"Nosso negócio é extremamente competitivo, não precisamos ter uma agência regulando preço", defende Ricardo Arten
Em entrevista exclusiva, CEO da Brasil Terminal Portuário fala das ações e dos próximos passos da companhia.
CEO da Brasil Terminal Portuário fala dos próximos passos da companhia. (Foto: Divulgação)
A Brasil Terminal Portuário (BTP) nomeou Ricardo Arten como seu novo diretor-presidente (CEO) em maio de 2019. Graduado em engenharia naval pela Universidade de São Paulo (USP), o executivo possui mais de 20 anos de experiência em diversos cargos de liderança no setor portuário, incluindo os portos de Santos, Rio de Janeiro e Itajaí, onde conduziu as unidades de negócios da APM Terminals no Brasil.

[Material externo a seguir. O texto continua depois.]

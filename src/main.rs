mod settings;

use std::fs::File;
use std::path::{Path, PathBuf};
use std::sync::Mutex;
use std::time::Duration;

use anyhow::{Context, Result};
use clap::Parser;
use tokio::sync::mpsc;
use tracing::{info, warn};
use tracing_subscriber::EnvFilter;

use logscope_client::{ConnectionEvent, ConnectionManager, Connector, WsConnector};
use logscope_logs::LogStore;
use logscope_tui::{
    Action, AppState, Event, EventHandler, HelpOverlay, KeyBindings, KeyContext, LogViewerScreen,
    Tui,
};

use crate::settings::{Overrides, Settings, SettingsSource};

/// logscope - A terminal client for live log and watch streams
#[derive(Parser, Debug)]
#[command(name = "logscope")]
#[command(author, version, about, long_about = None)]
struct Args {
    /// Server address (http, https, ws, wss or host:port)
    #[arg(short, long)]
    server: Option<String>,

    /// Auth token sent with every request
    #[arg(long)]
    token: Option<String>,

    /// User name sent with every request
    #[arg(long)]
    user: Option<String>,

    /// Settings file (defaults to <config dir>/logscope/config.toml)
    #[arg(short, long, value_name = "PATH")]
    config: Option<PathBuf>,

    /// Maximum number of buffered entries
    #[arg(long)]
    buffer_size: Option<usize>,

    /// Entries fetched from the server after connecting (0 to skip)
    #[arg(long)]
    initial_load: Option<usize>,

    /// Maximum rows a view shows
    #[arg(long)]
    max_rows: Option<usize>,

    /// Delay before reconnecting after an unexpected close
    #[arg(long, value_name = "MS")]
    reconnect_delay_ms: Option<u64>,

    /// Write diagnostics to this file instead of stderr
    #[arg(long, value_name = "PATH")]
    log_file: Option<PathBuf>,
}

impl Args {
    fn overrides(&self) -> Overrides {
        Overrides {
            server: self.server.clone(),
            token: self.token.clone(),
            user: self.user.clone(),
            reconnect_delay_ms: self.reconnect_delay_ms,
            buffer_size: self.buffer_size,
            initial_load: self.initial_load,
            max_rows: self.max_rows,
        }
    }
}

#[tokio::main]
async fn main() -> Result<()> {
    let args = Args::parse();

    init_tracing(args.log_file.as_deref())?;

    let result = run_app(args).await;

    if let Err(e) = &result {
        eprintln!("Error: {:#}", e);
    }

    result
}

/// `RUST_LOG` wins; otherwise only warnings and errors are kept
fn init_tracing(log_file: Option<&Path>) -> Result<()> {
    let filter = EnvFilter::try_from_default_env().unwrap_or_else(|_| EnvFilter::new("warn"));

    match log_file {
        Some(path) => {
            let file = File::create(path)
                .with_context(|| format!("Failed to create log file {}", path.display()))?;
            tracing_subscriber::fmt()
                .with_env_filter(filter)
                .with_writer(Mutex::new(file))
                .with_ansi(false)
                .init();
        }
        None => {
            tracing_subscriber::fmt()
                .with_env_filter(filter)
                .with_writer(std::io::stderr)
                .init();
        }
    }

    Ok(())
}

type Manager = ConnectionManager<WsConnector>;

async fn run_app(args: Args) -> Result<()> {
    let source = SettingsSource::new(args.config.clone(), args.overrides());
    let mut settings = source.load()?;

    let store = LogStore::new(settings.limits);
    let (mut manager, mut connection_events) =
        ConnectionManager::new(settings.connection_config(), WsConnector::new(), store.clone());

    let views = settings.take_views();
    let highlights = std::mem::take(&mut settings.highlights);
    let mut state = AppState::new(views, highlights, settings.limits.max_grid_rows);
    state.connection.server = manager.config().display_host();

    let (action_tx, mut action_rx) = mpsc::unbounded_channel::<Action>();

    let mut tui = Tui::new()?;
    let mut events = EventHandler::new(Duration::from_millis(100));
    let keybindings = KeyBindings::new();

    manager.start();
    sync_connection(&mut state, &manager);
    render(&mut tui, &mut state, &store)?;

    loop {
        tokio::select! {
            Some(event) = events.next() => {
                match event {
                    Event::Key(key) => {
                        let action = if state.ui_state.pending_clear.is_some() {
                            Some(keybindings.get_confirm_action(&key))
                        } else if state.ui_state.search_active {
                            keybindings.get_filter_input_action(&key)
                        } else {
                            keybindings.get_action(KeyContext::LogViewer, &key)
                        };
                        if let Some(action) = action {
                            let _ = action_tx.send(action);
                        }
                    }
                    Event::Scroll(delta) => {
                        let lines = delta.unsigned_abs();
                        let action = if delta < 0 {
                            Action::ScrollUp(lines)
                        } else {
                            Action::ScrollDown(lines)
                        };
                        let _ = action_tx.send(action);
                    }
                    Event::Tick => {
                        // Picks up store changes on the next render
                    }
                    Event::Resize(_, _) => {
                        let _ = action_tx.send(Action::Render);
                    }
                    Event::Error(e) => {
                        let _ = action_tx.send(Action::ShowError(e));
                    }
                }
            }

            Some(event) = connection_events.recv() => {
                if let ConnectionEvent::RequestFailed { message } = &event {
                    state.show_error(message.clone());
                }
                manager.handle_event(event);
            }

            Some(action) = action_rx.recv() => {
                handle_action(&mut state, &mut manager, &store, &source, action);
            }
        }

        sync_connection(&mut state, &manager);

        if state.should_quit {
            break;
        }

        render(&mut tui, &mut state, &store)?;
    }

    manager.stop();
    events.shutdown();
    tui.restore()?;

    Ok(())
}

fn sync_connection(state: &mut AppState, manager: &Manager) {
    state.connection.state = manager.state();
    state.connection.last_error = manager.last_error().map(str::to_string);
}

fn handle_action(
    state: &mut AppState,
    manager: &mut Manager,
    store: &LogStore,
    source: &SettingsSource,
    action: Action,
) {
    match action {
        Action::Quit => {
            state.should_quit = true;
        }

        Action::ToggleHelp => {
            state.ui_state.help_visible = !state.ui_state.help_visible;
        }
        Action::ToggleTimestamps => {
            state.ui_state.show_timestamps = !state.ui_state.show_timestamps;
        }
        Action::ToggleStats => {
            state.ui_state.stats_visible = !state.ui_state.stats_visible;
        }
        Action::ToggleWatches => {
            state.ui_state.watches_visible = !state.ui_state.watches_visible;
        }

        Action::NextView => state.next_view(),
        Action::PrevView => state.prev_view(),
        Action::TogglePause => state.active_mut().view.toggle_pause(),
        Action::ToggleAutoScroll => state.active_mut().view.toggle_auto_scroll(),

        Action::ScrollUp(n) => state.active_mut().view.scroll_up(n),
        Action::ScrollDown(n) => state.active_mut().view.scroll_down(n),
        Action::PageUp => state.active_mut().view.page_up(),
        Action::PageDown => state.active_mut().view.page_down(),
        Action::ScrollToTop => state.active_mut().view.scroll_to_top(),
        Action::ScrollToBottom => state.active_mut().view.scroll_to_bottom(),

        Action::OpenSearch => state.start_search(),
        Action::CloseSearch => state.cancel_search(),
        Action::SearchInput(c) => state.search_input_char(c),
        Action::SearchBackspace => state.search_input_backspace(),
        Action::SearchClear => state.ui_state.search_input.clear(),
        Action::ToggleSearchMode => state.toggle_search_mode(),
        Action::ApplyFilter => state.apply_filter(),
        Action::ClearFilter => state.clear_filter(),
        Action::ToggleCaseSensitive => state.toggle_case_sensitive(),

        Action::Clear(target) => state.request_clear(target),
        Action::ConfirmClear => {
            if let Some(target) = state.confirm_clear() {
                info!(?target, "Clearing");
                manager.clear_remote(target);
            }
        }
        Action::CancelClear => state.cancel_clear(),
        Action::Reconnect => {
            state.dismiss_error();
            manager.force_reconnect();
        }
        Action::ReloadSettings => match source.load() {
            Ok(settings) => apply_settings(settings, store, state, manager),
            Err(e) => {
                warn!(error = %format!("{e:#}"), "Settings reload failed");
                state.show_error(format!("Reload failed: {e:#}"));
            }
        },

        Action::ShowError(msg) => state.show_error(msg),
        Action::DismissError => {
            if state.ui_state.help_visible {
                state.ui_state.help_visible = false;
            } else {
                state.dismiss_error();
            }
        }

        Action::Render => {}
    }
}

/// Apply reloaded settings to a running session
///
/// Limits take effect at once, shrinking the store if needed. Highlights are
/// replaced. A changed server or credentials reconnect. Views keep their
/// filters, scroll and pause state.
fn apply_settings<C: Connector>(
    mut settings: Settings,
    store: &LogStore,
    state: &mut AppState,
    manager: &mut ConnectionManager<C>,
) {
    let evicted = store.set_limits(settings.limits);
    state.set_max_rows(settings.limits.max_grid_rows);
    state.highlights = std::mem::take(&mut settings.highlights);

    let config = settings.connection_config();
    if &config != manager.config() {
        state.connection.server = config.display_host();
        manager.update_config(config);
    }

    info!(evicted, "Settings reloaded");
}

fn render(tui: &mut Tui, state: &mut AppState, store: &LogStore) -> Result<()> {
    tui.terminal().draw(|frame| {
        LogViewerScreen::render(frame, state, store);

        if state.ui_state.help_visible {
            HelpOverlay::render(frame);
        }
    })?;

    Ok(())
}

#[cfg(test)]
mod tests {
    use super::*;
    use logscope_client::ClearTarget;
    use logscope_logs::{LogEntry, StoreLimits};

    fn session(limits: StoreLimits) -> (LogStore, AppState, Manager) {
        let store = LogStore::new(limits);
        let settings = Settings::default();
        let (manager, _events) =
            ConnectionManager::new(settings.connection_config(), WsConnector::new(), store.clone());
        let state = AppState::new(Vec::new(), Vec::new(), limits.max_grid_rows);
        (store, state, manager)
    }

    #[test]
    fn test_reload_applies_limits_now() {
        let (store, mut state, mut manager) = session(StoreLimits::default());
        store.append_batch((1..=10).map(|id| LogEntry::new(id, "t")));

        let settings = Settings::from_toml(
            "[limits]\nmax_buffer_entries = 4\nmax_grid_rows = 3\n",
        )
        .unwrap();
        apply_settings(settings, &store, &mut state, &mut manager);

        assert_eq!(store.len(), 4);
        assert_eq!(store.limits().max_buffer_entries, 4);
        assert_eq!(state.max_rows, 3);
        state.refresh(&store);
        assert_eq!(state.active().cache.len(), 3);
        // Same connection settings, nothing reopened
        assert_eq!(manager.generation(), 0);
    }

    #[tokio::test]
    async fn test_reload_with_new_server_reconnects() {
        let (store, mut state, mut manager) = session(StoreLimits::default());
        let settings = Settings::from_toml(
            "[connection]\nserver = \"127.0.0.1:1\"\n",
        )
        .unwrap();
        apply_settings(settings, &store, &mut state, &mut manager);

        assert_eq!(manager.config().server, "127.0.0.1:1");
        assert_eq!(state.connection.server, "127.0.0.1:1");
        assert!(manager.generation() > 0);
        manager.stop();
    }

    #[test]
    fn test_clear_runs_only_after_confirm() {
        let (store, mut state, mut manager) = session(StoreLimits::default());
        store.append(LogEntry::new(1, "kept"));
        let source = SettingsSource::default();

        handle_action(&mut state, &mut manager, &store, &source, Action::Clear(ClearTarget::Log));
        assert_eq!(store.len(), 1);

        handle_action(&mut state, &mut manager, &store, &source, Action::CancelClear);
        handle_action(&mut state, &mut manager, &store, &source, Action::ConfirmClear);
        assert_eq!(store.len(), 1);
    }
}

Em operação desde 2013, a BTP se consolidou como o maior terminal de contêineres da América do Sul. Localizada no Porto de Santos, em uma área utilizada antigamente como um lixão, a empresa foi responsável pela remediação de um imenso passivo ambiental. Com capacidade de movimentação anual de até 2,5 milhões de TEUs (unidade equivalente a um contêiner de 20 pés), a companhia mantém 1.108 metros de cais, espaço preparado para receber três navios new panamax class simultaneamente. O terminal atende embarcações com rotas para todos os continentes, além de serviços de cabotagem e feeder.
Joint-venture entre a APM Terminals e a TIL, a BTP conta com mais de 1.300 colaboradores diretos e mantém investimentos constantes na expansão de sua capacidade e produtividade operacional. Nesta entrevista, Ricardo Arten destaca que poder comandar um terminal com estratégia e posicionamento consolidados – juntamente com equipe altamente qualificada – é motivo de profundo entusiasmo, além disso, avalia como a empresa tem se posicionado em relação aos principais movimentos do mercado em meio à retomada da economia global.
Revista LIDE: Como a BTP enfrentou os primeiros meses da pandemia do novo coronavírus?
Ricardo Arten: A adaptação foi bastante eficiente, praticamente imediata. Foram necessários somente dois dias para mobilizarmos toda a equipe de colaboradores da área administrativa, cerca de 180 pessoas, que migraram para o regime home office. Claro que a equipe operacional do terminal não parou, já que somos uma atividade essencial, mas implantamos um regime de diferenciado de turnos com o intuito de não gerar aglomerações. Assim que aconteceu toda essa mudança, a equipe comercial da BTP se colocou à disposição de nossos clientes para verificar como poderíamos ajudar e atuar de maneira bastante eficiente nas rotinas e processos de atendimento. Foi algo bem focado, assumimos o compromisso de, apesar desse contexto sem precedentes, ficar mais próximos deles. Além disso, decidimos congelar nossa tabela pública de preços. Assim, o reajuste anual que estava previsto para abril deste ano não aconteceu, os valores permaneceram os mesmos das tarifas aplicadas em 2019, até o momento.
As exportações brasileiras têm crescido exponencialmente, elas já compensam a queda das importações causada pela pandemia?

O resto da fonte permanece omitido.